---------- Extracted information

//! Simulation layer for Vivarium.
//!
//! Ties the spatial grids, pools and fields together inside one persisted
//! [`State`] aggregate and drives them through an explicit [`SimContext`]:
//!
//! ```text
//! SimContext
//! ├── SimConfig
//! ├── ShellTable × 2          (creature 2D, particle 3D)
//! └── StateArena<State>       (mmap'd file)
//!     ├── Params
//!     ├── Creature[] + FreeList + FixedVoxelStore (Planar)
//!     ├── Particle[] + FreeList + FixedVoxelStore (Volumetric)
//!     └── DoubleBuffered pheromone / height fields
//! ```
//!
//! Each [`SimContext::advance`] call runs the host's tick hook, integrates
//! and re-indexes entities, then diffuses both fields on worker threads
//! and commits their swaps.

#![deny(missing_docs)]
#![deny(rustdoc::broken_intra_doc_links)]
#![forbid(unsafe_code)]

pub mod config;
pub mod context;
pub mod diffusion;
pub mod error;
pub mod host;
pub mod layout;
pub mod metrics;
pub mod species;
pub mod state;

pub use config::{ConfigError, SimConfig};
pub use context::SimContext;
pub use diffusion::DiffusionParams;
pub use error::SimError;
pub use host::{Host, NullHost};
pub use metrics::TickMetrics;
pub use species::{Species, SpeciesRecord, SpeciesTag};
pub use state::{Creature, CreatureStore, Params, Particle, ParticleStore, State};
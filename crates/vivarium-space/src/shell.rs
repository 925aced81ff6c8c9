//! Distance-sorted voxel offsets grouped into shells.
//!
//! A [`ShellTable`] lists every voxel offset a radius query may need to
//! visit, sorted by the smallest squared distance (in voxel units) between
//! any point of the origin voxel and any point of the offset voxel. Offsets
//! sharing that distance form one [`Shell`]. A query walks shells in order
//! and stops at the first shell whose distance class exceeds its radius.
//!
//! For a wrapping grid each axis contributes exactly one offset per
//! residue class (`-R/2 .. R - R/2`), so every voxel is reached once and by
//! its shortest wrapped offset. A bounded grid needs the full
//! `-(R-1) ..= R-1` span because the origin may sit in a corner; offsets
//! that leave the grid are skipped at query time.

use crate::edge::EdgeBehavior;
use crate::error::SpaceError;

/// A contiguous `[start, end)` range of the offset array with a common
/// minimum distance.
#[derive(Clone, Copy, Debug, PartialEq, Eq)]
pub struct Shell {
    /// First offset index (inclusive).
    pub start: u32,
    /// Last offset index (exclusive).
    pub end: u32,
    /// Minimum squared distance from the origin voxel, in voxel units².
    pub ring: u32,
}

impl Shell {
    /// Number of offsets in the shell.
    pub fn len(&self) -> usize {
        (self.end - self.start) as usize
    }

    /// Whether the shell holds no offsets (never true for built tables).
    pub fn is_empty(&self) -> bool {
        self.start == self.end
    }
}

/// Precomputed shells for one grid resolution, dimensionality and edge
/// behavior. Immutable once built.
#[derive(Clone, Debug)]
pub struct ShellTable {
    ndim: usize,
    resolution: u32,
    edge: EdgeBehavior,
    voxel_count: usize,
    offsets: Vec<[i32; 3]>,
    shells: Vec<Shell>,
}

impl ShellTable {
    /// Build the table for an `ndim`-dimensional grid of `resolution`
    /// voxels per axis.
    ///
    /// Returns `Err(SpaceError::InvalidResolution)` if `ndim` is not 2 or 3,
    /// `resolution` is zero, or the voxel count does not fit a `u32` hash.
    ///
    /// # Examples
    ///
    /// ```
    /// use vivarium_space::{EdgeBehavior, ShellTable};
    ///
    /// let table = ShellTable::new(2, 4, EdgeBehavior::Wrap).unwrap();
    /// assert_eq!(table.offset_count(), 16);
    /// // The origin voxel and its eight touching neighbours share ring 0.
    /// assert_eq!(table.shells()[0].len(), 9);
    /// ```
    pub fn new(ndim: usize, resolution: u32, edge: EdgeBehavior) -> Result<Self, SpaceError> {
        let invalid = SpaceError::InvalidResolution { resolution, ndim };
        if !(2..=3).contains(&ndim) || resolution == 0 {
            return Err(invalid);
        }
        let voxel_count = (resolution as u64).pow(ndim as u32);
        if voxel_count >= u32::MAX as u64 {
            return Err(invalid);
        }

        let r = resolution as i32;
        let (lo, hi) = match edge {
            EdgeBehavior::Wrap => (-(r / 2), r - r / 2 - 1),
            EdgeBehavior::Bounded => (-(r - 1), r - 1),
        };
        let span = |axis: usize| if axis < ndim { lo..=hi } else { 0..=0 };

        let mut keyed: Vec<(u32, [i32; 3])> = Vec::new();
        for z in span(2) {
            for y in span(1) {
                for x in span(0) {
                    let o = [x, y, z];
                    keyed.push((ring_of(o), o));
                }
            }
        }
        keyed.sort_unstable();

        let mut shells = Vec::new();
        let mut start = 0usize;
        for i in 1..=keyed.len() {
            if i == keyed.len() || keyed[i].0 != keyed[start].0 {
                shells.push(Shell {
                    start: start as u32,
                    end: i as u32,
                    ring: keyed[start].0,
                });
                start = i;
            }
        }

        Ok(Self {
            ndim,
            resolution,
            edge,
            voxel_count: voxel_count as usize,
            offsets: keyed.into_iter().map(|(_, o)| o).collect(),
            shells,
        })
    }

    /// Dimensionality the table was built for.
    pub fn ndim(&self) -> usize {
        self.ndim
    }

    /// Voxels per axis.
    pub fn resolution(&self) -> u32 {
        self.resolution
    }

    /// Edge behavior the offsets were generated for.
    pub fn edge(&self) -> EdgeBehavior {
        self.edge
    }

    /// Number of voxels in a grid of this shape.
    pub fn voxel_count(&self) -> usize {
        self.voxel_count
    }

    /// Shells in increasing ring order.
    pub fn shells(&self) -> &[Shell] {
        &self.shells
    }

    /// Offsets belonging to `shell`.
    pub fn offsets(&self, shell: &Shell) -> &[[i32; 3]] {
        &self.offsets[shell.start as usize..shell.end as usize]
    }

    /// Offset at a flat index into the sorted offset array.
    #[inline]
    pub(crate) fn offset(&self, index: u32) -> [i32; 3] {
        self.offsets[index as usize]
    }

    /// Total number of offsets across all shells.
    pub fn offset_count(&self) -> usize {
        self.offsets.len()
    }
}

/// Squared gap between the origin voxel and the voxel at offset `o`.
fn ring_of(o: [i32; 3]) -> u32 {
    o.iter()
        .map(|&c| {
            let gap = c.unsigned_abs().saturating_sub(1);
            gap * gap
        })
        .sum()
}
//! Reference oracles and fixtures for Vivarium development.
//!
//! [`brute_force_radius`] is the slow, obviously-correct answer that grid
//! queries are checked against. The scatter helpers produce seeded,
//! reproducible point clouds.

#![forbid(unsafe_code)]
#![allow(missing_docs)]
#![deny(rustdoc::broken_intra_doc_links)]

pub mod fixtures;

pub use fixtures::{scatter_2d, scatter_3d, seeded_rng};

/// Squared distance between padded points, computed in `f64`.
///
/// With `wrap = Some(extent)` each axis takes the shorter way around a
/// periodic world of that extent.
pub fn reference_distance_sq(a: [f32; 3], b: [f32; 3], wrap: Option<[f32; 3]>) -> f64 {
    let mut sum = 0.0f64;
    for axis in 0..3 {
        let mut d = (b[axis] as f64 - a[axis] as f64).abs();
        if let Some(extent) = wrap {
            let ext = extent[axis] as f64;
            if ext > 0.0 {
                d %= ext;
                d = d.min(ext - d);
            }
        }
        sum += d * d;
    }
    sum
}

/// Indices of all `points` within `radius` of `center`, inclusive, sorted.
pub fn brute_force_radius(
    points: &[[f32; 3]],
    center: [f32; 3],
    radius: f32,
    wrap: Option<[f32; 3]>,
) -> Vec<u32> {
    let r2 = radius as f64 * radius as f64;
    points
        .iter()
        .enumerate()
        .filter(|(_, p)| reference_distance_sq(center, **p, wrap) <= r2)
        .map(|(i, _)| i as u32)
        .collect()
}

/// Whether any point sits within `margin` of the query sphere's surface.
///
/// Differential tests skip such cases: `f32` rounding may legitimately put
/// them on either side.
pub fn near_boundary(
    points: &[[f32; 3]],
    center: [f32; 3],
    radius: f32,
    wrap: Option<[f32; 3]>,
    margin: f64,
) -> bool {
    points.iter().any(|&p| {
        let d = reference_distance_sq(center, p, wrap).sqrt();
        (d - radius as f64).abs() < margin
    })
}

/// Install a test-friendly `tracing` subscriber once per process.
///
/// Honours `RUST_LOG`; output is captured by the test harness.
pub fn init_tracing() {
    let _ = tracing_subscriber::fmt()
        .with_env_filter(tracing_subscriber::EnvFilter::from_default_env())
        .with_test_writer()
        .try_init();
}

#[cfg(test)]
mod tests {
    use super::*;

    #[test]
    fn wrapped_distance_takes_short_way() {
        let d = reference_distance_sq([449.0, 0.0, 0.0], [1.0, 0.0, 0.0], Some([450.0; 3]));
        assert!((d - 4.0).abs() < 1e-9);
        let d = reference_distance_sq([449.0, 0.0, 0.0], [1.0, 0.0, 0.0], None);
        assert!((d - 448.0 * 448.0).abs() < 1e-6);
    }

    #[test]
    fn brute_force_is_inclusive() {
        let points = [[3.0, 4.0, 0.0], [6.0, 0.0, 0.0], [0.0, 0.0, 0.0]];
        assert_eq!(brute_force_radius(&points, [0.0; 3], 5.0, None), vec![0, 2]);
        assert!(near_boundary(&points, [0.0; 3], 5.0, None, 1e-3));
        assert!(!near_boundary(&points, [0.0; 3], 5.5, None, 1e-3));
    }
}
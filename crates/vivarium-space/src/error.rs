//! Error types for grid construction and grid operations.

use std::fmt;

use vivarium_core::ObjectId;

/// Errors arising from building or operating a [`Hashspace`](crate::Hashspace).
///
/// Every variant signals a contract violation by the caller: the grid
/// never silently drops an entity or truncates a query.
#[derive(Clone, Debug, PartialEq)]
pub enum SpaceError {
    /// Resolution is zero or the voxel count does not fit in a `u32` hash.
    InvalidResolution {
        /// The offending resolution.
        resolution: u32,
        /// Number of spatial dimensions it was requested for.
        ndim: usize,
    },
    /// World bounds are non-finite or empty along some axis.
    InvalidBounds {
        /// Human-readable description of the problem.
        reason: String,
    },
    /// A shell table built for one dimensionality was paired with a lattice
    /// of another.
    DimensionMismatch {
        /// Dimensions the table was built for.
        table: usize,
        /// Dimensions of the lattice.
        lattice: usize,
    },
    /// The store's shape does not match the shell table or its persisted
    /// frame disagrees with the grid configuration.
    StoreMismatch {
        /// What disagreed.
        reason: String,
    },
    /// An id outside `0..capacity` was passed to the grid.
    IdOutOfRange {
        /// The offending id.
        id: ObjectId,
        /// Object capacity of the store.
        capacity: usize,
    },
    /// The grid was used before [`Hashspace::reset`](crate::Hashspace::reset).
    NotReset,
    /// A position or query point contained NaN or infinity.
    NonFinitePosition,
    /// A position lies outside the bounds of a [`Bounded`](crate::EdgeBehavior::Bounded) world.
    OutOfBounds {
        /// The position, padded to three axes.
        position: [f32; 3],
    },
    /// A query radius was negative or NaN.
    InvalidRadius {
        /// The offending radius.
        radius: f32,
    },
    /// Chain linkage is inconsistent (reported by
    /// [`Hashspace::check_invariants`](crate::Hashspace::check_invariants)).
    Corrupt {
        /// Description of the first inconsistency found.
        reason: String,
    },
}

impl fmt::Display for SpaceError {
    fn fmt(&self, f: &mut fmt::Formatter<'_>) -> fmt::Result {
        match self {
            Self::InvalidResolution { resolution, ndim } => {
                write!(f, "invalid resolution {resolution} for a {ndim}D grid")
            }
            Self::InvalidBounds { reason } => write!(f, "invalid world bounds: {reason}"),
            Self::DimensionMismatch { table, lattice } => write!(
                f,
                "shell table is {table}D but the lattice is {lattice}D"
            ),
            Self::StoreMismatch { reason } => write!(f, "voxel store mismatch: {reason}"),
            Self::IdOutOfRange { id, capacity } => {
                write!(f, "object id {id} out of range (capacity {capacity})")
            }
            Self::NotReset => write!(f, "grid used before reset()"),
            Self::NonFinitePosition => write!(f, "position is not finite"),
            Self::OutOfBounds { position } => {
                write!(f, "position {position:?} lies outside the world bounds")
            }
            Self::InvalidRadius { radius } => {
                write!(f, "query radius must be finite and >= 0, got {radius}")
            }
            Self::Corrupt { reason } => write!(f, "corrupt voxel chains: {reason}"),
        }
    }
}

impl std::error::Error for SpaceError {}
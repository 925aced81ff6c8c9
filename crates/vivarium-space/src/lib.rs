//! Spatial hash grid for Vivarium simulations.
//!
//! The [`Hashspace`] buckets up to a fixed number of entities into voxels
//! and answers "everything within radius `r` of `p`" by walking a
//! precomputed, distance-sorted [`ShellTable`] outward from the query's
//! voxel, stopping as soon as the next shell cannot contain a hit.
//!
//! # Layout
//!
//! ```text
//! Hashspace<L, S>
//! ├── &ShellTable          (built once per resolution + edge behavior)
//! ├── GridTransform<L>     (world ↔ voxel affine, derived from GridFrame)
//! └── S: VoxelStore
//!     ├── GridFrame        (bounds, resolution, reset flag, live count)
//!     ├── Object[]         (position + intrusive next/prev + hash)
//!     └── heads[]          (first object of each voxel chain, or NIL)
//! ```
//!
//! Stores are either heap-backed ([`HeapVoxelStore`]) or plain-old-data
//! ([`FixedVoxelStore`]) so they can live inside a memory-mapped arena.
//! No operation after construction allocates.

#![deny(missing_docs)]
#![deny(rustdoc::broken_intra_doc_links)]
#![deny(unsafe_code)]

pub mod edge;
pub mod error;
pub mod hashspace;
pub mod lattice;
pub mod query;
mod raw;
pub mod shell;
pub mod store;
pub mod transform;

pub use edge::EdgeBehavior;
pub use error::SpaceError;
pub use hashspace::Hashspace;
pub use lattice::{Lattice, Planar, Volumetric};
pub use query::{Chain, QueryRadius};
pub use shell::{Shell, ShellTable};
pub use store::{
    FixedVoxelStore, GridFrame, HeapVoxelStore, Object, StoreParts, VoxelStore, VoxelStoreMut,
};
pub use transform::GridTransform;
//! Plain-old-data marker impls for const-generic stores.
//!
//! `bytemuck`'s derive cannot prove the absence of padding for generic
//! structs, so these impls are written by hand. This is the only module in
//! the crate allowed to contain `unsafe` code.

#![allow(unsafe_code)]

use bytemuck::{Pod, Zeroable};

use crate::store::FixedVoxelStore;

// SAFETY: `FixedVoxelStore` is `#[repr(C)]` over `GridFrame`, `[Object; O]`
// and `[u32; V]`. All three have 4-byte alignment and sizes that are
// multiples of 4, so the struct has no padding, and every field is itself
// `Pod`, so any bit pattern (including all zeroes) is valid.
unsafe impl<const OBJECTS: usize, const VOXELS: usize> Zeroable
    for FixedVoxelStore<OBJECTS, VOXELS>
{
}

// SAFETY: see the `Zeroable` impl above.
unsafe impl<const OBJECTS: usize, const VOXELS: usize> Pod for FixedVoxelStore<OBJECTS, VOXELS> {}
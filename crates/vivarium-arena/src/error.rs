//! Arena-specific error types.

use std::error::Error;
use std::fmt;
use std::io;
use std::path::PathBuf;

use vivarium_core::ObjectId;

/// Errors from a [`FreeList`](crate::FreeList).
#[derive(Clone, Debug, PartialEq, Eq)]
pub enum PoolError {
    /// Every slot is live. Expected under load; callers skip the spawn.
    Exhausted {
        /// Pool capacity.
        capacity: usize,
    },
    /// An id outside `0..capacity`.
    OutOfRange {
        /// The offending id.
        id: ObjectId,
        /// Pool capacity.
        capacity: usize,
    },
    /// Released an id that is not currently allocated.
    NotAllocated {
        /// The offending id.
        id: ObjectId,
    },
    /// A persisted pool image is inconsistent.
    Corrupt {
        /// What was inconsistent.
        reason: String,
    },
}

impl fmt::Display for PoolError {
    fn fmt(&self, f: &mut fmt::Formatter<'_>) -> fmt::Result {
        match self {
            Self::Exhausted { capacity } => {
                write!(f, "pool exhausted: all {capacity} slots are live")
            }
            Self::OutOfRange { id, capacity } => {
                write!(f, "id {id} out of range for pool of {capacity} slots")
            }
            Self::NotAllocated { id } => write!(f, "id {id} is not allocated"),
            Self::Corrupt { reason } => write!(f, "corrupt pool image: {reason}"),
        }
    }
}

impl Error for PoolError {}

/// Errors from a [`DoubleBuffered`](crate::DoubleBuffered) field.
#[derive(Clone, Debug, PartialEq, Eq)]
pub enum FieldError {
    /// The shape's cell count differs from the field's fixed capacity.
    ShapeMismatch {
        /// Requested extents.
        extents: [u32; 3],
        /// Cells the field holds.
        cells: usize,
    },
    /// A persisted field has no shape (never configured).
    Unconfigured,
}

impl fmt::Display for FieldError {
    fn fmt(&self, f: &mut fmt::Formatter<'_>) -> fmt::Result {
        match self {
            Self::ShapeMismatch { extents, cells } => write!(
                f,
                "shape {}x{}x{} does not cover exactly {cells} cells",
                extents[0], extents[1], extents[2]
            ),
            Self::Unconfigured => write!(f, "field shape was never configured"),
        }
    }
}

impl Error for FieldError {}

/// Errors from creating or flushing a [`StateArena`](crate::StateArena).
#[derive(Debug)]
pub enum ArenaError {
    /// A filesystem or mapping call failed.
    Io {
        /// The operation that failed (`"open"`, `"resize"`, `"map"`, ...).
        op: &'static str,
        /// The backing file.
        path: PathBuf,
        /// Underlying OS error.
        source: io::Error,
    },
    /// The persisted type has no bytes to map.
    ZeroSizedLayout,
    /// The mapping is not aligned for the persisted type.
    Misaligned {
        /// Required alignment.
        align: usize,
        /// Address the mapping landed at.
        address: usize,
    },
    /// The arena configuration is unusable.
    InvalidConfig {
        /// Why the configuration was rejected.
        reason: String,
    },
}

impl fmt::Display for ArenaError {
    fn fmt(&self, f: &mut fmt::Formatter<'_>) -> fmt::Result {
        match self {
            Self::Io { op, path, source } => {
                write!(f, "{op} failed for {}: {source}", path.display())
            }
            Self::ZeroSizedLayout => write!(f, "cannot map a zero-sized layout"),
            Self::Misaligned { align, address } => {
                write!(f, "mapping at {address:#x} is not {align}-byte aligned")
            }
            Self::InvalidConfig { reason } => write!(f, "invalid arena config: {reason}"),
        }
    }
}

impl Error for ArenaError {
    fn source(&self) -> Option<&(dyn Error + 'static)> {
        match self {
            Self::Io { source, .. } => Some(source),
            _ => None,
        }
    }
}
//! Vivarium: a persistent simulation core for artificial-life worlds.
//!
//! This is the top-level facade crate that re-exports the public API from
//! all Vivarium sub-crates. For most users, adding `vivarium` as a single
//! dependency is sufficient.
//!
//! # Quick start
//!
//! ```rust
//! use vivarium::prelude::*;
//! use glam::Vec2;
//!
//! let dir = tempfile::tempdir().unwrap();
//! let config = SimConfig::with_path(dir.path().join("world.state"));
//! let mut ctx = SimContext::initialize(config).unwrap();
//!
//! let ant = Species::Ant { carrying: true, heading: 0.0 };
//! let a = ctx.spawn_creature(Vec2::new(10.0, 10.0), Vec2::X, ant).unwrap().unwrap();
//! let b = ctx.spawn_creature(Vec2::new(14.0, 10.0), Vec2::ZERO, ant).unwrap().unwrap();
//!
//! ctx.advance(&mut NullHost).unwrap();
//! assert_eq!(ctx.tick(), 1);
//! assert_eq!(ctx.neighbors_of(a).unwrap(), vec![b]);
//!
//! // Flush the mapped image so the next run picks up where this one ended.
//! ctx.finalize(&mut NullHost, true).unwrap();
//! ```
//!
//! # Modules
//!
//! | Module | Sub-crate | Contents |
//! |--------|-----------|----------|
//! | [`types`] | `vivarium-core` | Object ids, voxel hashes, the `NIL` sentinel |
//! | [`space`] | `vivarium-space` | Spatial hash grid, shell tables, radius queries |
//! | [`arena`] | `vivarium-arena` | Mapped state file, free-list pools, double-buffered fields |
//! | [`sim`] | `vivarium-sim` | State layout, species, diffusion and the tick pipeline |

#![deny(missing_docs)]
#![deny(rustdoc::broken_intra_doc_links)]
#![forbid(unsafe_code)]

/// Identifiers and sentinels (`vivarium-core`).
pub use vivarium_core as types;

/// Spatial hash grid (`vivarium-space`).
///
/// [`space::Hashspace`] binds a [`space::ShellTable`] to a voxel store,
/// either the heap-backed [`space::HeapVoxelStore`] or the fixed-size
/// [`space::FixedVoxelStore`] that lives inside a persisted image.
pub use vivarium_space as space;

/// Persistent storage primitives (`vivarium-arena`).
///
/// [`arena::StateArena`] maps a plain-old-data aggregate onto a file;
/// [`arena::FreeList`] and [`arena::DoubleBuffered`] are designed to sit
/// inside such an aggregate.
pub use vivarium_arena as arena;

/// Simulation context and tick pipeline (`vivarium-sim`).
pub use vivarium_sim as sim;

/// Common imports for typical Vivarium usage.
///
/// ```rust
/// use vivarium::prelude::*;
/// ```
pub mod prelude {
    // Identifiers
    pub use vivarium_core::{ObjectId, VoxelHash, NIL};

    // Spatial index
    pub use vivarium_space::{
        EdgeBehavior, FixedVoxelStore, Hashspace, HeapVoxelStore, Planar, ShellTable, SpaceError,
        Volumetric,
    };

    // Storage
    pub use vivarium_arena::{
        ArenaConfig, ArenaError, ArenaOrigin, DoubleBuffered, FieldShape, FreeList, Persistent,
        StateArena,
    };

    // Simulation
    pub use vivarium_sim::{
        DiffusionParams, Host, NullHost, SimConfig, SimContext, SimError, Species, TickMetrics,
    };
}
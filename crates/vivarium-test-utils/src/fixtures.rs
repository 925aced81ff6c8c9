//! Seeded point clouds.

use glam::{Vec2, Vec3};
use rand::{Rng, SeedableRng};
use rand_chacha::ChaCha8Rng;

/// A reproducible RNG for `seed`.
pub fn seeded_rng(seed: u64) -> ChaCha8Rng {
    ChaCha8Rng::seed_from_u64(seed)
}

/// `count` points uniformly inside `[min, max)`.
pub fn scatter_2d(seed: u64, count: usize, min: Vec2, max: Vec2) -> Vec<Vec2> {
    let mut rng = seeded_rng(seed);
    (0..count)
        .map(|_| {
            Vec2::new(
                rng.gen_range(min.x..max.x),
                rng.gen_range(min.y..max.y),
            )
        })
        .collect()
}

/// `count` points uniformly inside `[min, max)`.
pub fn scatter_3d(seed: u64, count: usize, min: Vec3, max: Vec3) -> Vec<Vec3> {
    let mut rng = seeded_rng(seed);
    (0..count)
        .map(|_| {
            Vec3::new(
                rng.gen_range(min.x..max.x),
                rng.gen_range(min.y..max.y),
                rng.gen_range(min.z..max.z),
            )
        })
        .collect()
}

#[cfg(test)]
mod tests {
    use super::*;

    #[test]
    fn scatter_is_reproducible_and_in_range() {
        let a = scatter_3d(7, 64, Vec3::ZERO, Vec3::splat(10.0));
        let b = scatter_3d(7, 64, Vec3::ZERO, Vec3::splat(10.0));
        assert_eq!(a, b);
        assert!(a
            .iter()
            .all(|p| p.cmpge(Vec3::ZERO).all() && p.cmplt(Vec3::splat(10.0)).all()));
        assert_ne!(a, scatter_3d(8, 64, Vec3::ZERO, Vec3::splat(10.0)));
    }
}
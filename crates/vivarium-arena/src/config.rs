//! Arena configuration parameters.

use std::path::PathBuf;

use crate::error::ArenaError;

/// Configuration for a [`StateArena`](crate::StateArena).
#[derive(Clone, Debug, PartialEq, Eq)]
pub struct ArenaConfig {
    /// Backing file. Created if missing.
    pub path: PathBuf,

    /// Run [`Persistent::initialize`](crate::Persistent::initialize) on a
    /// freshly created or resized (zeroed) image.
    ///
    /// Default: `true`. With `false` the caller sees the zeroed image.
    pub initialize_if_absent: bool,

    /// Flush dirty pages when the arena is dropped without an explicit
    /// [`destroy`](crate::StateArena::destroy).
    ///
    /// Default: `true`.
    pub flush_on_drop: bool,
}

impl ArenaConfig {
    /// Default backing file name, relative to the working directory.
    pub const DEFAULT_PATH: &'static str = "vivarium.state";

    /// Config for `path` with default flags.
    pub fn new(path: impl Into<PathBuf>) -> Self {
        Self {
            path: path.into(),
            initialize_if_absent: true,
            flush_on_drop: true,
        }
    }

    /// Check the config before touching the filesystem.
    pub fn validate(&self) -> Result<(), ArenaError> {
        if self.path.as_os_str().is_empty() {
            return Err(ArenaError::InvalidConfig {
                reason: "path must not be empty".into(),
            });
        }
        if self.path.is_dir() {
            return Err(ArenaError::InvalidConfig {
                reason: format!("{} is a directory", self.path.display()),
            });
        }
        Ok(())
    }
}

impl Default for ArenaConfig {
    fn default() -> Self {
        Self::new(Self::DEFAULT_PATH)
    }
}
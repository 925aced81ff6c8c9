//! Boundary behavior of the indexed world.

/// How the grid treats the faces of its world bounds.
///
/// # Examples
///
/// ```
/// use vivarium_space::EdgeBehavior;
///
/// assert!(EdgeBehavior::Wrap.is_periodic());
/// assert!(!EdgeBehavior::Bounded.is_periodic());
/// assert_eq!(EdgeBehavior::from_code(EdgeBehavior::Wrap.code()), Some(EdgeBehavior::Wrap));
/// ```
#[derive(Clone, Copy, Debug, Default, PartialEq, Eq, Hash)]
pub enum EdgeBehavior {
    /// Opposite faces are adjacent (torus topology). Positions outside the
    /// bounds wrap back in; distances are measured the short way round.
    #[default]
    Wrap,
    /// Positions must lie inside the bounds (max face inclusive) and
    /// distances are plain Euclidean.
    Bounded,
}

impl EdgeBehavior {
    /// Whether the world wraps around.
    #[inline]
    pub fn is_periodic(self) -> bool {
        matches!(self, Self::Wrap)
    }

    /// Stable numeric code used in persisted grid frames.
    pub fn code(self) -> u32 {
        match self {
            Self::Wrap => 1,
            Self::Bounded => 2,
        }
    }

    /// Inverse of [`code`](Self::code).
    pub fn from_code(code: u32) -> Option<Self> {
        match code {
            1 => Some(Self::Wrap),
            2 => Some(Self::Bounded),
            _ => None,
        }
    }
}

--------------------

Work instructions: The required output is every line above from the one with "configuration is unusable." down to the one with "op, path, source", restated word for word, ends included.

Task output:
    /// The arena configuration is unusable.
    InvalidConfig {
        /// Why the configuration was rejected.
        reason: String,
    },
}

impl fmt::Display for ArenaError {
    fn fmt(&self, f: &mut fmt::Formatter<'_>) -> fmt::Result {
        match self {
            Self::Io { op, path, source } => {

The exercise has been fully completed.